Items listed in a dataset:
*** Begin section ***
//! services/api/src/bin/api.rs

use api_lib::{
    adapters::LlmCandidateAdapter,
    config::Config,
    error::ApiError,
    web::{api_router, rest::ApiDoc, state::AppState},
};
use async_openai::{config::OpenAIConfig, Client};
use axum::http::{header::{ACCEPT, CONTENT_TYPE}, HeaderValue, Method};
use axum::Router;
use std::sync::Arc;
use tower_http::{cors::CorsLayer, trace::TraceLayer};
use tracing::info;
use tracing_subscriber::{layer::SubscriberExt, util::SubscriberInitExt};
use utoipa::OpenApi;
use utoipa_swagger_ui::SwaggerUi;

#[tokio::main]
async fn main() -> Result<(), ApiError> {
    // --- 1. Load Configuration & Set Up Logging ---
    let config = Arc::new(Config::from_env()?);
    tracing_subscriber::registry()
        .with(tracing_subscriber::EnvFilter::new(config.log_level.to_string()))
        .with(tracing_subscriber::fmt::layer())
        .init();
    info!("Configuration loaded. Starting server...");

    // --- 2. Initialize the Candidate Source Adapter ---
    let llm_config = OpenAIConfig::new()
        .with_api_base(config.llm_api_base.clone())
        .with_api_key(config.require_api_key()?);
    let llm_client = Client::with_config(llm_config);

    let candidate_adapter = Arc::new(LlmCandidateAdapter::new(
        llm_client,
        config.activity_model.clone(),
        config.suggestion_model.clone(),
        config.activity_count,
    ));
    info!(
        "Candidate source: {} (activities: {}, suggestions: {}).",
        config.llm_api_base, config.activity_model, config.suggestion_model
    );

    // --- 3. Build the Shared AppState ---
    let app_state = Arc::new(AppState {
        config: config.clone(),
        candidate_source: candidate_adapter,
    });

    // --- 4. Create the Web Router ---
    let origin = config.cors_origin.parse::<HeaderValue>()?;
    let cors = CorsLayer::new()
        .allow_origin(origin)
        .allow_methods([Method::GET, Method::POST, Method::OPTIONS])
        .allow_headers([CONTENT_TYPE, ACCEPT]);

    // Merge the API router with the Swagger UI router for a complete application.
    let app = Router::new()
        .merge(api_router(app_state))
        .merge(SwaggerUi::new("/swagger-ui").url("/api-docs/openapi.json", ApiDoc::openapi()))
        .layer(cors)
        .layer(TraceLayer::new_for_http());

    // --- 5. Start the Server ---
    info!("Starting server on {}", config.bind_address);
    info!(
        "Swagger UI available at http://{}/swagger-ui",
        config.bind_address
    );
    let listener = tokio::net::TcpListener::bind(&config.bind_address).await?;
    axum::serve(listener, app).await?;

    Ok(())
}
*** End section ***
Exercise goal
Where a line of the data includes the string "TraceLayer", list that line.

Written answer
use tower_http::{cors::CorsLayer, trace::TraceLayer};
        .layer(TraceLayer::new_for_http());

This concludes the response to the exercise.